The result should end up looking like this:
-
If you have a randomized design where not all respondents were shown the same alternatives for each question, you will also have an additional set of variables that store the alternatives (i.e. Apple, Microsoft, IBM) shown to each respondent for each question. These are usually denoted as Question.Option_MAXDIFF and found directly below vers_MAXDIFF (which stores the design's version number).

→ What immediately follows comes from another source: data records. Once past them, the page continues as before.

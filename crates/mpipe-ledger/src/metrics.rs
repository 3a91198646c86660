//! Ledger metrics.
//!
//! Counters are registered once when [`LedgerMetrics::register`] is called
//! and then carried by the ledger; nothing is looked up per update.

use std::collections::HashMap;

use metrics::{counter, Counter};
use mpipe_models::ProcessStatus;

use crate::error::LedgerError;

/// Metric name constants for consistency.
pub mod names {
    /// Status updates by requested status and result.
    pub const UPDATES_TOTAL: &str = "mpipe_ledger_updates_total";
}

const RESULTS: [&str; 5] = ["ok", "already_succeeded", "not_found", "database", "other"];

/// Handles for `mpipe_ledger_updates_total{status, result}`.
#[derive(Clone, Default)]
pub struct LedgerMetrics {
    updates: HashMap<(ProcessStatus, &'static str), Counter>,
}

impl LedgerMetrics {
    /// Handles that record nothing.
    pub fn noop() -> Self {
        Self::default()
    }

    /// Register every `{status, result}` series with the installed recorder.
    pub fn register() -> Self {
        let mut updates = HashMap::new();
        for status in ProcessStatus::ALL {
            for result in RESULTS {
                let handle = counter!(
                    names::UPDATES_TOTAL,
                    "status" => status.as_str(),
                    "result" => result
                );
                updates.insert((status, result), handle);
            }
        }
        Self { updates }
    }

    /// Record the outcome of one `update_status` call.
    pub fn record_update(&self, status: ProcessStatus, outcome: Result<(), &LedgerError>) {
        let result = match outcome {
            Ok(()) => "ok",
            Err(e) => match e.kind() {
                kind @ ("already_succeeded" | "not_found" | "database") => kind,
                _ => "other",
            },
        };
        if let Some(counter) = self.updates.get(&(status, result)) {
            counter.increment(1);
        }
    }
}

impl std::fmt::Debug for LedgerMetrics {
    fn fmt(&self, f: &mut std::fmt::Formatter<'_>) -> std::fmt::Result {
        f.debug_struct("LedgerMetrics")
            .field("series", &self.updates.len())
            .finish()
    }
}

#[cfg(test)]
mod tests {
    use super::*;

    #[test]
    fn test_metric_names() {
        assert!(names::UPDATES_TOTAL.starts_with("mpipe_"));
    }

    #[test]
    fn test_register_covers_every_series() {
        // Without an installed recorder the handles are no-ops.
        let metrics = LedgerMetrics::register();
        assert_eq!(metrics.updates.len(), ProcessStatus::ALL.len() * RESULTS.len());
        metrics.record_update(ProcessStatus::Success, Ok(()));
        metrics.record_update(
            ProcessStatus::Fail,
            Err(&LedgerError::not_found("clip.mp4")),
        );
    }
}
//! Simulator error types.

use std::path::PathBuf;

use thiserror::Error;

use crate::PinId;

/// Simulator error type.
#[derive(Debug, Error)]
pub enum SimError {
    #[error("firmware not found: {}", .0.display())]
    FirmwareNotFound(PathBuf),

    #[error("invalid firmware: {0}")]
    Firmware(#[from] avrbench_elf::ElfError),

    #[error("IO error: {0}")]
    Io(#[from] std::io::Error),

    #[error("unknown MCU: {0}")]
    UnknownMcu(String),

    #[error("simavr failed to initialise {0}")]
    InitFailed(String),

    #[error("firmware needs {size} bytes of flash but the MCU has {capacity}")]
    FirmwareTooLarge { size: u32, capacity: u32 },

    #[error("simavr rejected {size} bytes of EEPROM data")]
    EepromRejected { size: u32 },

    #[error("failed to load library: {0}")]
    LibraryLoad(#[from] libloading::Error),

    #[error("failed to find symbol '{0}': {1}")]
    SymbolNotFound(String, libloading::Error),

    #[error("failed to build simavr shim: {0}")]
    ShimBuild(String),

    #[error("invalid pin '{0}': expected a port letter A-L followed by a bit 0-7")]
    InvalidPin(String),

    #[error("pin {0} does not exist on this MCU")]
    PinUnavailable(PinId),

    #[error("simulated core crashed at cycle {cycle}")]
    Crashed { cycle: u64 },

    #[error("firmware halted at cycle {cycle} without signalling stop")]
    Halted { cycle: u64 },
}
//! Shim API loading and types.

use std::ffi::{c_char, c_void};

use libloading::os::unix::{Library, Symbol};
use tracing::error;

use crate::SimError;

/// Called by the shim for every level change on a subscribed pin.
pub type PinCallback = unsafe extern "C" fn(ctx: *mut c_void, value: u32, cycle: u64);

pub type ShimOpen = unsafe extern "C" fn(
    mcu: *const c_char,
    frequency: u32,
    flash: *const u8,
    flash_len: u32,
    code_end: u32,
    eeprom: *const u8,
    eeprom_len: u32,
    log_level: u8,
    status: *mut i32,
    capacity: *mut u32,
) -> *mut c_void;
pub type ShimRun = unsafe extern "C" fn(handle: *mut c_void, steps: u32) -> i32;
pub type ShimCycle = unsafe extern "C" fn(handle: *mut c_void) -> u64;
pub type ShimSubscribe = unsafe extern "C" fn(
    handle: *mut c_void,
    port: c_char,
    bit: u8,
    callback: PinCallback,
    ctx: *mut c_void,
) -> i32;
pub type ShimClose = unsafe extern "C" fn(handle: *mut c_void);

/// `status` values written by `avrbench_shim_open`.
pub const OPEN_OK: i32 = 0;
pub const OPEN_UNKNOWN_MCU: i32 = -1;
pub const OPEN_INIT_FAILED: i32 = -2;
/// Flash image larger than the chip; `capacity` holds the flash size.
pub const OPEN_FLASH_TOO_LARGE: i32 = -3;
/// simavr refused the EEPROM contents.
pub const OPEN_EEPROM_REJECTED: i32 = -4;

/// Values returned by `avrbench_shim_run`.
pub const RUN_RUNNING: i32 = 0;
pub const RUN_DONE: i32 = 1;
pub const RUN_CRASHED: i32 = 2;

/// simavr log levels (`LOG_NONE` .. `LOG_TRACE`).
pub const LOG_NONE: u8 = 0;
pub const LOG_TRACE: u8 = 4;

/// Entry points exported by the compiled shim.
#[derive(Clone, Copy)]
pub struct ShimApi {
    pub open: ShimOpen,
    pub run: ShimRun,
    pub cycle: ShimCycle,
    pub subscribe: ShimSubscribe,
    pub close: ShimClose,
}

impl ShimApi {
    pub unsafe fn load(lib: &Library) -> Result<Self, SimError> {
        unsafe {
            Ok(Self {
                open: load_symbol(lib, b"avrbench_shim_open", "avrbench_shim_open")?,
                run: load_symbol(lib, b"avrbench_shim_run", "avrbench_shim_run")?,
                cycle: load_symbol(lib, b"avrbench_shim_cycle", "avrbench_shim_cycle")?,
                subscribe: load_symbol(lib, b"avrbench_shim_subscribe", "avrbench_shim_subscribe")?,
                close: load_symbol(lib, b"avrbench_shim_close", "avrbench_shim_close")?,
            })
        }
    }
}

pub unsafe fn load_symbol<T: Copy>(
    lib: &Library,
    symbol: &'static [u8],
    label: &'static str,
) -> Result<T, SimError> {
    unsafe {
        let sym: Symbol<T> = lib.get(symbol).map_err(|e| {
            error!(symbol = label, "symbol not found in shim");
            SimError::SymbolNotFound(label.to_string(), e)
        })?;
        Ok(*sym)
    }
}
//! ELF32 header structures.

/// ELF header.
#[derive(Clone, Debug)]
pub struct ElfHeader {
    pub class: u8,
    pub data: u8,
    pub version: u8,
    pub machine: u16,
    pub entry: u32,
    pub phoff: u32,
    pub shoff: u32,
    pub flags: u32,
    pub phentsize: u16,
    pub phnum: u16,
    pub shentsize: u16,
    pub shnum: u16,
    pub shstrndx: u16,
}

/// Program header.
#[derive(Clone, Debug)]
pub struct ProgramHeader {
    pub p_type: u32,
    pub offset: u32,
    pub vaddr: u32,
    /// Load address. avr-gcc uses it to tell flash, data and EEPROM apart.
    pub paddr: u32,
    pub filesz: u32,
    pub memsz: u32,
    pub flags: u32,
    pub align: u32,
}

/// Section header.
#[derive(Clone, Debug)]
pub struct SectionHeader {
    pub name: u32,
    pub sh_type: u32,
    pub flags: u32,
    pub addr: u32,
    pub offset: u32,
    pub size: u32,
    pub link: u32,
    pub info: u32,
    pub addralign: u32,
    pub entsize: u32,
}

/// Allocatable section, name resolved.
#[derive(Clone, Debug)]
pub struct LoadedSection {
    pub name: String,
    pub addr: u32,
    pub size: u32,
    pub sh_type: u32,
}
//! Result line formatting and the result file.

use std::fmt;
use std::fs::{File, OpenOptions};
use std::io::{BufWriter, Write};
use std::path::{Path, PathBuf};

use serde::Serialize;
use tracing::debug;

use crate::config::WriteMode;
use crate::harness::RunOutcome;
use crate::{Error, Result};

/// One benchmark's summary, rendered as
/// `<mode>   <benchmark>: size = <bytes>, timings = [<cycles>, ...]`.
#[derive(Clone, Debug, PartialEq, Eq, Serialize)]
pub struct ResultLine {
    pub mode: String,
    pub benchmark: String,
    pub size: u32,
    pub timings: Vec<u64>,
}

impl ResultLine {
    pub fn new(mode: impl Into<String>, benchmark: impl Into<String>, outcome: &RunOutcome) -> Self {
        Self {
            mode: mode.into(),
            benchmark: benchmark.into(),
            size: outcome.firmware_size,
            timings: outcome.samples.clone(),
        }
    }

    /// `[a, b, c]`
    pub fn timings_list(&self) -> String {
        let items: Vec<String> = self.timings.iter().map(u64::to_string).collect();
        format!("[{}]", items.join(", "))
    }

    /// Single-line JSON object.
    pub fn to_json(&self) -> serde_json::Result<String> {
        serde_json::to_string(self)
    }
}

impl fmt::Display for ResultLine {
    fn fmt(&self, f: &mut fmt::Formatter<'_>) -> fmt::Result {
        write!(
            f,
            "{}   {}: size = {}, timings = {}",
            self.mode,
            self.benchmark,
            self.size,
            self.timings_list()
        )
    }
}

/// The `result-<mcu>` file, held open for the whole run.
pub struct ResultSink {
    path: PathBuf,
    writer: BufWriter<File>,
}

impl ResultSink {
    /// Open (creating if needed) the result file.
    pub fn open(path: impl AsRef<Path>, mode: WriteMode) -> Result<Self> {
        let path = path.as_ref().to_path_buf();
        let mut options = OpenOptions::new();
        options.create(true);
        match mode {
            WriteMode::Append => options.append(true),
            WriteMode::Truncate => options.write(true).truncate(true),
        };
        let file = options.open(&path).map_err(|source| Error::Io {
            path: path.clone(),
            source,
        })?;
        debug!(path = %path.display(), ?mode, "opened result file");
        Ok(Self {
            path,
            writer: BufWriter::new(file),
        })
    }

    pub fn path(&self) -> &Path {
        &self.path
    }

    /// Write one newline-terminated line and flush it to disk.
    pub fn append(&mut self, line: &ResultLine) -> Result<()> {
        writeln!(self.writer, "{line}")
            .and_then(|()| self.writer.flush())
            .map_err(|source| Error::Io {
                path: self.path.clone(),
                source,
            })
    }
}

#[cfg(test)]
mod tests {
    use std::time::Duration;

    use super::*;

    fn outcome(size: u32, samples: Vec<u64>) -> RunOutcome {
        RunOutcome {
            firmware_size: size,
            samples,
            cycles: 0,
            advances: 0,
            wall_time: Duration::ZERO,
        }
    }

    #[test]
    fn test_line_format() {
        let line = ResultLine::new("opt", "sort", &outcome(4096, vec![150, 150]));
        assert_eq!(line.to_string(), "opt   sort: size = 4096, timings = [150, 150]");
    }

    #[test]
    fn test_empty_timings() {
        let line = ResultLine::new("opt", "idle", &outcome(128, Vec::new()));
        assert_eq!(line.to_string(), "opt   idle: size = 128, timings = []");
    }

    #[test]
    fn test_large_samples_have_no_suffix() {
        let line = ResultLine::new("opt", "big", &outcome(1, vec![u64::from(u32::MAX) + 1]));
        assert!(line.to_string().ends_with("timings = [4294967296]"));
    }

    #[test]
    fn test_json() {
        let line = ResultLine::new("opt", "so\"rt", &outcome(10, vec![1, 2]));
        assert_eq!(
            line.to_json().unwrap(),
            r#"{"mode":"opt","benchmark":"so\"rt","size":10,"timings":[1,2]}"#
        );
    }

    #[test]
    fn test_json_escapes_control_characters() {
        let line = ResultLine::new("o", "b\u{1}", &outcome(1, Vec::new()));
        let json = line.to_json().unwrap();
        assert_eq!(
            json,
            r#"{"mode":"o","benchmark":"b\u0001","size":1,"timings":[]}"#
        );
        let value: serde_json::Value = serde_json::from_str(&json).unwrap();
        assert_eq!(value["benchmark"], "b\u{1}");
    }

    #[test]
    fn test_append_keeps_previous_lines() {
        let dir = tempfile::tempdir().unwrap();
        let path = dir.path().join("result-atmega328");
        for bench in ["sort", "fib"] {
            let mut sink = ResultSink::open(&path, WriteMode::Append).unwrap();
            sink.append(&ResultLine::new("opt", bench, &outcome(1, vec![3])))
                .unwrap();
        }
        let contents = std::fs::read_to_string(&path).unwrap();
        assert_eq!(
            contents,
            "opt   sort: size = 1, timings = [3]\nopt   fib: size = 1, timings = [3]\n"
        );
    }

    #[test]
    fn test_truncate_replaces_contents() {
        let dir = tempfile::tempdir().unwrap();
        let path = dir.path().join("result-atmega328");
        std::fs::write(&path, "stale\n").unwrap();

        let mut sink = ResultSink::open(&path, WriteMode::Truncate).unwrap();
        sink.append(&ResultLine::new("opt", "sort", &outcome(1, Vec::new())))
            .unwrap();

        let contents = std::fs::read_to_string(&path).unwrap();
        assert_eq!(contents, "opt   sort: size = 1, timings = []\n");
    }

    #[test]
    fn test_unwritable_path() {
        let dir = tempfile::tempdir().unwrap();
        let path = dir.path().join("missing-dir").join("result-atmega328");
        let err = ResultSink::open(&path, WriteMode::Append).err().unwrap();
        assert!(matches!(err, Error::Io { path: p, .. } if p == path));
    }
}
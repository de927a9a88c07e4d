//! Run metrics through the `metrics` facade, plus an in-memory recorder
//! that prints a summary when the process exits.
//!
//! With no recorder installed every call here is a no-op.

use std::collections::HashMap;
use std::sync::Arc;

use avrbench_sim::PinId;
use metrics::{
    Counter, Gauge, Histogram, Key, KeyName, Metadata, Recorder, SharedString, Unit, counter,
    describe_counter, describe_gauge, describe_histogram, gauge, histogram,
};
use parking_lot::RwLock;

use crate::RunConfig;
use crate::harness::RunOutcome;

/// Register metric descriptions. Call once at startup.
pub fn init() {
    describe_counter!(
        "avrbench_simulated_cycles_total",
        Unit::Count,
        "Simulated MCU cycles until the stop signal"
    );
    describe_counter!(
        "avrbench_advances_total",
        Unit::Count,
        "Engine advance calls"
    );
    describe_counter!(
        "avrbench_pin_events_total",
        Unit::Count,
        "Pin change notifications delivered"
    );
    describe_counter!(
        "avrbench_samples_total",
        Unit::Count,
        "Timing samples recorded"
    );

    describe_gauge!(
        "avrbench_wall_time_seconds",
        Unit::Seconds,
        "Wall-clock time spent in the drive loop"
    );
    describe_gauge!(
        "avrbench_simulated_mhz",
        Unit::Count,
        "Simulated cycles per wall-clock microsecond"
    );

    describe_histogram!(
        "avrbench_sample_cycles",
        Unit::Count,
        "Cycles between consecutive begin pulses"
    );
}

/// Notification counter for `pin`. Register once per subscription and
/// increment from the handler.
pub fn pin_event_counter(pin: PinId) -> Counter {
    counter!("avrbench_pin_events_total", "pin" => pin.to_string())
}

/// Record totals for a finished run.
pub fn record_run(config: &RunConfig, outcome: &RunOutcome) {
    let labels = [
        ("mode", config.mode.clone()),
        ("benchmark", config.benchmark.clone()),
    ];

    counter!("avrbench_simulated_cycles_total", &labels).absolute(outcome.cycles);
    counter!("avrbench_advances_total", &labels).absolute(outcome.advances);
    counter!("avrbench_samples_total", &labels).absolute(outcome.samples.len() as u64);
    gauge!("avrbench_wall_time_seconds", &labels).set(outcome.wall_time.as_secs_f64());
    gauge!("avrbench_simulated_mhz", &labels).set(outcome.simulated_mhz());

    let samples = histogram!("avrbench_sample_cycles", &labels);
    for &sample in &outcome.samples {
        samples.record(sample as f64);
    }
}

// ============================================================================
// CLI recorder
// ============================================================================

/// Values keyed by rendered metric key, shared between handles.
type Storage<T> = Arc<RwLock<HashMap<String, T>>>;

struct CliCounter {
    key: String,
    storage: Storage<u64>,
}

impl metrics::CounterFn for CliCounter {
    fn increment(&self, value: u64) {
        *self.storage.write().entry(self.key.clone()).or_insert(0) += value;
    }

    fn absolute(&self, value: u64) {
        self.storage.write().insert(self.key.clone(), value);
    }
}

struct CliGauge {
    key: String,
    storage: Storage<f64>,
}

impl metrics::GaugeFn for CliGauge {
    fn increment(&self, value: f64) {
        *self.storage.write().entry(self.key.clone()).or_insert(0.0) += value;
    }

    fn decrement(&self, value: f64) {
        *self.storage.write().entry(self.key.clone()).or_insert(0.0) -= value;
    }

    fn set(&self, value: f64) {
        self.storage.write().insert(self.key.clone(), value);
    }
}

struct CliHistogram {
    key: String,
    storage: Storage<Vec<f64>>,
}

impl metrics::HistogramFn for CliHistogram {
    fn record(&self, value: f64) {
        self.storage
            .write()
            .entry(self.key.clone())
            .or_default()
            .push(value);
    }
}

/// Recorder that keeps everything in memory for a terminal summary.
#[derive(Default)]
pub struct CliRecorder {
    counters: Storage<u64>,
    gauges: Storage<f64>,
    histograms: Storage<Vec<f64>>,
}

impl CliRecorder {
    pub fn new() -> Self {
        Self::default()
    }

    /// Install as the global recorder. `None` if one is already installed.
    pub fn install(self) -> Option<CliRecorderHandle> {
        let handle = self.handle();
        metrics::set_global_recorder(self).ok()?;
        Some(handle)
    }

    pub(crate) fn handle(&self) -> CliRecorderHandle {
        CliRecorderHandle {
            counters: Arc::clone(&self.counters),
            gauges: Arc::clone(&self.gauges),
            histograms: Arc::clone(&self.histograms),
        }
    }
}

fn key_to_string(key: &Key) -> String {
    let labels: Vec<String> = key
        .labels()
        .map(|l| format!("{}={}", l.key(), l.value()))
        .collect();
    if labels.is_empty() {
        key.name().to_string()
    } else {
        format!("{}{{{}}}", key.name(), labels.join(","))
    }
}

impl Recorder for CliRecorder {
    fn describe_counter(&self, _key: KeyName, _unit: Option<Unit>, _description: SharedString) {}
    fn describe_gauge(&self, _key: KeyName, _unit: Option<Unit>, _description: SharedString) {}
    fn describe_histogram(&self, _key: KeyName, _unit: Option<Unit>, _description: SharedString) {}

    fn register_counter(&self, key: &Key, _metadata: &Metadata<'_>) -> Counter {
        Counter::from_arc(Arc::new(CliCounter {
            key: key_to_string(key),
            storage: Arc::clone(&self.counters),
        }))
    }

    fn register_gauge(&self, key: &Key, _metadata: &Metadata<'_>) -> Gauge {
        Gauge::from_arc(Arc::new(CliGauge {
            key: key_to_string(key),
            storage: Arc::clone(&self.gauges),
        }))
    }

    fn register_histogram(&self, key: &Key, _metadata: &Metadata<'_>) -> Histogram {
        Histogram::from_arc(Arc::new(CliHistogram {
            key: key_to_string(key),
            storage: Arc::clone(&self.histograms),
        }))
    }
}

/// Read access to what a [`CliRecorder`] collected.
pub struct CliRecorderHandle {
    counters: Storage<u64>,
    gauges: Storage<f64>,
    histograms: Storage<Vec<f64>>,
}

impl CliRecorderHandle {
    pub fn get_counter(&self, key: &str) -> Option<u64> {
        self.counters.read().get(key).copied()
    }

    pub fn get_gauge(&self, key: &str) -> Option<f64> {
        self.gauges.read().get(key).copied()
    }

    pub fn get_histogram(&self, key: &str) -> Option<Vec<f64>> {
        self.histograms.read().get(key).cloned()
    }

    /// Render the summary as text.
    pub fn summary(&self) -> String {
        let counters = self.counters.read();
        let gauges = self.gauges.read();
        let histograms = self.histograms.read();

        if counters.is_empty() && gauges.is_empty() && histograms.is_empty() {
            return "No metrics collected.\n".to_string();
        }

        let mut out = String::from("\n## Metrics Summary\n\n");

        if !counters.is_empty() {
            out.push_str("### Counters\n");
            for (key, value) in sorted(&counters) {
                out.push_str(&format!("  {key}: {value}\n"));
            }
            out.push('\n');
        }

        if !gauges.is_empty() {
            out.push_str("### Gauges\n");
            for (key, value) in sorted(&gauges) {
                out.push_str(&format!("  {key}: {value:.6}\n"));
            }
            out.push('\n');
        }

        if !histograms.is_empty() {
            out.push_str("### Histograms\n");
            for (key, values) in sorted(&histograms) {
                if values.is_empty() {
                    continue;
                }
                let min = values.iter().copied().fold(f64::INFINITY, f64::min);
                let max = values.iter().copied().fold(f64::NEG_INFINITY, f64::max);
                let avg = values.iter().sum::<f64>() / values.len() as f64;
                out.push_str(&format!(
                    "  {key}: count={}, min={min:.0}, max={max:.0}, avg={avg:.2}\n",
                    values.len()
                ));
            }
            out.push('\n');
        }

        out
    }

    /// Print the summary to stdout.
    pub fn print_summary(&self) {
        print!("{}", self.summary());
    }
}

fn sorted<T>(map: &HashMap<String, T>) -> Vec<(&String, &T)> {
    let mut entries: Vec<_> = map.iter().collect();
    entries.sort_by(|a, b| a.0.cmp(b.0));
    entries
}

- These should similarly be combined into Nominal - Multi variable sets for each design "question" or task, and labeled MD1A to MD6A to help with later steps. Each set needs to have the options in order 1-X and should have the same 1-X labels across all sets. So, in the above example, all the variables starting with "1." (of which there are 5) should be combined as a set, and all those starting with "2." as another set, and so on. Note, if these have instead been imported as text variables, you will need to first select all of them and change Data > Properties > Structure to Nominal.
- If not all the respondents in the file were given the MaxDiff questions, then the MaxDiff version variable (usually labeled vers_MAXDIFF) will have a version for 0 for those who were not shown the MaxDiff questions. This needs to be treated as missing data, so you will need to click on the variable > Missing Values and set the 0 code to Exclude from analyses.
Part 2 – Add the Design
If you have an external design, you can paste this into your document using the Table icon > Paste or Enter Table. Otherwise, you can use R code to create a design based on your data. In this example, we will do the latter.
- Select the Anything icon
> Calculation > Custom Code and click anywhere on the page.
-
Click on your page where you wish to have this Calculation inserted, and drag to create a box for the output.
-
Enter a name under GENERAL > Name. In this example, we will change the name to design.
-
Enter your R code in the object inspector under General > R CODE. For non-randomized single version designs, you should use the below code and confirm and update the code based on your study where you see #UPDATE:
#UPDATE - ensure all of/only your MaxDiff most/least variable sets are within the list()
questions = list(MD1, MD2, MD3, MD4, MD5, MD6)
n.questions = length(questions)
question.attributes = lapply(questions, colnames)
alts.per.question = length(question.attributes[[1]])
attributes = unique(unlist(question.attributes))
design = matrix(NA, nrow = n.questions, ncol = alts.per.question + 2)
colnames(design) = c('Version', 'Question', paste0('Option.', 1:alts.per.question))
design[, 'Version'] = rep(1,nrow(design))
design[, 'Question'] = 1:n.questions
for (q in 1:n.questions) {
for (a in 1:alts.per.question) {
design[q, a + 2] = which(attributes == question.attributes[[q]][a])
}
}
design
For randomized multiple version designs, you would use the below instead and confirm and update the code based on your study where you see #UPDATE (there are 2 lines):
#UPDATE - ensure all of/only your MaxDiff alternative variable set names are within the list()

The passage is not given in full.